Vaud fait partie des trois cantons les plus touchés par la pandémie. La crise a été un défi de taille également pour la psychiatrie de l’enfant et de l’adolescent. Elle a toutefois contribué à la clarification des tâches et différencié l’offre clinique dont une partie sera poursuivie.
Durant la crise, le service de psychiatrie et de psychothérapie de l’enfant et de l’adolescent à Lausanne s’est focalisé sur la recherche de solutions adaptées pour les enfants et les adolescents souffrant de problèmes psychiques aigus.
Le nombre de lits du service vaudois de psychiatrie de l’enfant et de l’adolescent est limité, si bien que un grand nombre de jeunes en besoins des soins aïgues psychiatriques sont hospitalisés en pédiatrie. La crise nous a confronté à une réduction des lits disponibles dans les services pédiatriques, nous obligeant à mettre rapidement en place un système axé sur la prévention : premièrement pour prévenir les admissions qui ne sont pas strictement nécessaires en amont des urgences et deuxièmement pour diminuer la durée des hospitalisations et d’informer les patients quittant l’hôpital sur les solutions de proximité. À cet effet, nous avons d’abord renforcé l’équipe de triage et sa collaboration continue avec le service de piquet. Nous avons ainsi assuré la différenciation dans un modèle de « stepped care ». En peu de temps nous avons obtenu une limitation des critères d’hospitalisation aux seules situations de crise liées à des troubles psychiatriques.
Nous avons encouragé les approches de proximité en améliorant la collaboration avec les structures socio-éducatives (foyers) de la protection de la jeunesse. Des psychologues ont pris en charge la supervision continue des 50 structures dans le canton. Par ailleurs, nous avons renforcé les équipes mobiles dans ces structures dont nous partageons la responsabilité avec la Fondation de Nant pour la partie orientale du canton. Évoqué à plusieurs reprises par le passé, le développement de cette collaboration n’avait pour autant jamais vu le jour en raison du manque de ressources.

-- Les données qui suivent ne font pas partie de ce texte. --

//! Ingestion Plan
//!
//! Expands the configuration into source groups: one group per venue
//! market segment (spot, derivatives) and one per private account. Each
//! group owns the stream specs that share its source handle.

use std::time::Duration;

use crate::application::ports::{SourceScope, SourceSpec};
use crate::domain::account::AccountId;
use crate::domain::market::{DataKind, MarketType, Symbol, Timeframe};
use crate::infrastructure::config::{CollectorConfig, VenueConfig};

/// One supervised stream.
#[derive(Debug, Clone, PartialEq, Eq)]
pub struct StreamSpec {
    /// Venue name.
    pub venue: String,
    /// Segment or account the stream belongs to.
    pub scope: SourceScope,
    /// Data kind.
    pub kind: DataKind,
    /// Symbol (public kinds).
    pub symbol: Option<String>,
    /// Candle period (candles only).
    pub timeframe: Option<Timeframe>,
    /// Poll interval (pull-based kinds).
    pub poll_interval: Duration,
    /// Requested order book depth.
    pub depth: Option<u32>,
}

impl StreamSpec {
    /// Short label for logs.
    #[must_use]
    pub fn label(&self) -> String {
        let target = match (&self.symbol, &self.scope) {
            (Some(symbol), _) => symbol.clone(),
            (None, SourceScope::Private(account)) => account.to_string(),
            (None, SourceScope::Public(market)) => market.as_str().to_string(),
        };
        match self.timeframe {
            Some(tf) => format!("{}:{}:{}:{}", self.venue, target, self.kind, tf),
            None => format!("{}:{}:{}", self.venue, target, self.kind),
        }
    }
}

/// Streams sharing one source handle.
#[derive(Debug, Clone)]
pub struct SourceGroup {
    /// How to open the source.
    pub spec: SourceSpec,
    /// Streams served by it.
    pub streams: Vec<StreamSpec>,
}

/// Every source group the orchestrator should launch.
#[derive(Debug, Clone, Default)]
pub struct IngestionPlan {
    /// Groups in venue order.
    pub groups: Vec<SourceGroup>,
}

impl IngestionPlan {
    /// Build the plan for every enabled venue.
    ///
    /// Invalid symbols and accounts without credentials are skipped with
    /// a warning.
    #[must_use]
    pub fn from_config(config: &CollectorConfig) -> Self {
        let mut groups = Vec::new();
        for (venue, venue_config) in config.enabled_venues() {
            groups.extend(public_groups(venue, venue_config, config));
            groups.extend(private_groups(venue, venue_config, config));
        }
        Self { groups }
    }

    /// Total stream count.
    #[must_use]
    pub fn stream_count(&self) -> usize {
        self.groups.iter().map(|g| g.streams.len()).sum()
    }

    /// Whether there is nothing to run.
    #[must_use]
    pub fn is_empty(&self) -> bool {
        self.stream_count() == 0
    }
}

fn public_groups(venue: &str, venue_config: &VenueConfig, config: &CollectorConfig) -> Vec<SourceGroup> {
    let mut spot = Vec::new();
    let mut derivative = Vec::new();
    for raw in &venue_config.symbols {
        match Symbol::parse(raw) {
            Ok(symbol) => match symbol.market_type() {
                MarketType::Spot => spot.push(symbol),
                MarketType::Derivative => derivative.push(symbol),
            },
            Err(e) => tracing::warn!(venue, symbol = %raw, error = %e, "Skipping symbol"),
        }
    }

    let timeframes = config.collection.parsed_timeframes();
    [(MarketType::Spot, spot), (MarketType::Derivative, derivative)]
        .into_iter()
        .filter(|(_, symbols)| !symbols.is_empty())
        .filter_map(|(market, symbols)| {
            let scope = SourceScope::Public(market);
            let mut streams = Vec::new();
            for symbol in &symbols {
                for kind in DataKind::all().iter().copied().filter(|k| !k.is_private()) {
                    if !config.collection.is_enabled(kind) {
                        continue;
                    }
                    let base = StreamSpec {
                        venue: venue.to_string(),
                        scope: scope.clone(),
                        kind,
                        symbol: Some(symbol.as_str().to_string()),
                        timeframe: None,
                        poll_interval: config.collection.interval(kind),
                        depth: None,
                    };
                    match kind {
                        DataKind::Candle => streams.extend(timeframes.iter().map(|tf| StreamSpec {
                            timeframe: Some(*tf),
                            ..base.clone()
                        })),
                        DataKind::OrderBook => streams.push(StreamSpec {
                            depth: config.collection.order_book_depth,
                            ..base
                        }),
                        _ => streams.push(base),
                    }
                }
            }
            if streams.is_empty() {
                return None;
            }
            Some(SourceGroup {
                spec: SourceSpec {
                    venue: venue.to_string(),
                    scope,
                    testnet: venue_config.testnet,
                    credentials: None,
                },
                streams,
            })
        })
        .collect()
}

fn private_groups(venue: &str, venue_config: &VenueConfig, config: &CollectorConfig) -> Vec<SourceGroup> {
    let kinds: Vec<DataKind> = DataKind::all()
        .iter()
        .copied()
        .filter(|k| k.is_private() && config.collection.is_enabled(*k))
        .collect();
    if kinds.is_empty() {
        return Vec::new();
    }

    let mut groups = Vec::new();
    for (label, account) in &venue_config.accounts {
        let credentials = account.credentials();
        if !credentials.is_complete() {
            tracing::warn!(venue, account = %label, "Skipping account without key and secret");
            continue;
        }
        let id = AccountId::from_credentials(&credentials, label);
        let scope = SourceScope::Private(id);
        let streams = kinds
            .iter()
            .map(|kind| StreamSpec {
                venue: venue.to_string(),
                scope: scope.clone(),
                kind: *kind,
                symbol: None,
                timeframe: None,
                poll_interval: config.collection.interval(*kind),
                depth: None,
            })
            .collect();
        groups.push(SourceGroup {
            spec: SourceSpec {
                venue: venue.to_string(),
                scope,
                testnet: venue_config.testnet,
                credentials: Some(credentials),
            },
            streams,
        });
    }
    groups
}

#[cfg(test)]
mod tests {
    use super::*;

    const YAML: &str = r"
venues:
  alpha:
    symbols: [BTC/USDT, ETH/USDT, BTC/USDT:USDT, not-a-symbol]
    accounts:
      main:
        api_key: abcdef123
        secret: s3cret
      empty:
        api_key: ''
        secret: ''
  beta:
    enabled: false
    symbols: [SOL/USDT]
collection:
  timeframes: [1m, 1h]
  kinds:
    position:
      enabled: false
";

    fn plan() -> IngestionPlan {
        // Parsed without validation so the bad symbol reaches the planner.
        let config: CollectorConfig = serde_yaml_bw::from_str(YAML).unwrap();
        IngestionPlan::from_config(&config)
    }

    #[test]
    fn splits_spot_and_derivative_groups() {
        let plan = plan();
        let scopes: Vec<&SourceScope> = plan.groups.iter().map(|g| &g.spec.scope).collect();
        assert_eq!(scopes.len(), 3);
        assert_eq!(scopes[0], &SourceScope::Public(MarketType::Spot));
        assert_eq!(scopes[1], &SourceScope::Public(MarketType::Derivative));
        assert!(matches!(scopes[2], SourceScope::Private(id) if id.to_string() == "abcdef_main"));
    }

    #[test]
    fn expands_candles_per_timeframe() {
        let plan = plan();
        let spot = &plan.groups[0];
        // ticker, order book, trades, 2 candles per symbol
        assert_eq!(spot.streams.len(), 2 * 5);
        let candles: Vec<_> = spot
            .streams
            .iter()
            .filter(|s| s.kind == DataKind::Candle)
            .filter_map(|s| s.timeframe)
            .collect();
        assert_eq!(candles, vec![Timeframe::M1, Timeframe::H1, Timeframe::M1, Timeframe::H1]);
    }

    #[test]
    fn order_book_carries_depth() {
        let plan = plan();
        let book = plan.groups[0]
            .streams
            .iter()
            .find(|s| s.kind == DataKind::OrderBook)
            .unwrap();
        assert_eq!(book.depth, Some(20));
    }

    #[test]
    fn private_group_skips_disabled_kinds() {
        let plan = plan();
        let private = &plan.groups[2];
        let kinds: Vec<DataKind> = private.streams.iter().map(|s| s.kind).collect();
        assert!(!kinds.contains(&DataKind::Position));
        assert!(kinds.contains(&DataKind::Balance));
        assert!(private.spec.credentials.is_some());
    }

    #[test]
    fn disabled_venue_contributes_nothing() {
        let plan = plan();
        assert!(plan.groups.iter().all(|g| g.spec.venue == "alpha"));
    }

    #[test]
    fn symbols_without_enabled_kinds_open_no_source() {
        let yaml = r"
venues:
  alpha:
    symbols: [BTC/USDT]
collection:
  kinds:
    ticker: { enabled: false }
    order_book: { enabled: false }
    trade: { enabled: false }
    candle: { enabled: false }
";
        let config: CollectorConfig = serde_yaml_bw::from_str(yaml).unwrap();
        let plan = IngestionPlan::from_config(&config);
        assert!(plan.groups.is_empty());
        assert!(plan.is_empty());
    }

    #[test]
    fn label_includes_timeframe() {
        let plan = plan();
        let candle = plan.groups[0]
            .streams
            .iter()
            .find(|s| s.kind == DataKind::Candle)
            .unwrap();
        assert_eq!(candle.label(), "alpha:BTC/USDT:candle:1m");
    }
}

La coordination entre le service d’urgence de l’unité et les consultations ambulatoires ainsi que la création d’un centre de jour accueillant les crises aigues et les urgences pédiatriques, ont détendu la situation. Ce centre de séjour de courte durée a pu ouvrir ses portes parce que nos collaborateurs médico-psychologiques des structures socio-pédagogiques rattachés à notre unité avaient des valences libres suite aux fermetures transitoires des établissements scolaires. Durant cette courte période, cette offre s’est avéré réagir à une demande préexistante du système en offrant une alternative à une hospitalisation à temps plein et ce en particulier aux adolescents en proie à une décompensation psychique ou se trouvant juste en amont de celle-ci et dont l’état psychique dépasse les possibilités d’une thérapie ambulatoire. Les patients, leurs familles et partenaires ont rapidement accepté le centre. Un nombre de jeunes a pu en profiter. Nous tentons actuellement de mettre en place une solution permanente pour cette offre.
Les consultations ambulatoires ont nettement réduit leur activité durant le confinement. Au début, les thérapeutes ont appelé chaque patient actif pour décider du mode de suivi. Pour de nombreux patients, la thérapie a été poursuivie par téléphone ou par consultation vidéo. Si souhaité et si les règles d’hygiène et de distance pouvaient être respectées, les consultations en personne ont été assurées. Nous proposions deux rendez-vous de crise par jour dans chacune des huit consultations ambulatoires afin d’assurer que ces situations soient prises à temps dans le secteur ambulatoire. Nous avons pourtant dû constater que le recours à cette offre a été faible, probablement par crainte d’une contagion.
Kerstin Jessica von Plessen dirige le service de psychiatrie et de psychothérapie de l’enfant et de l’adolescent au Département de Psychiatrie du CHUV. Elle est professeure ordinaire à l'Université de Lausanne.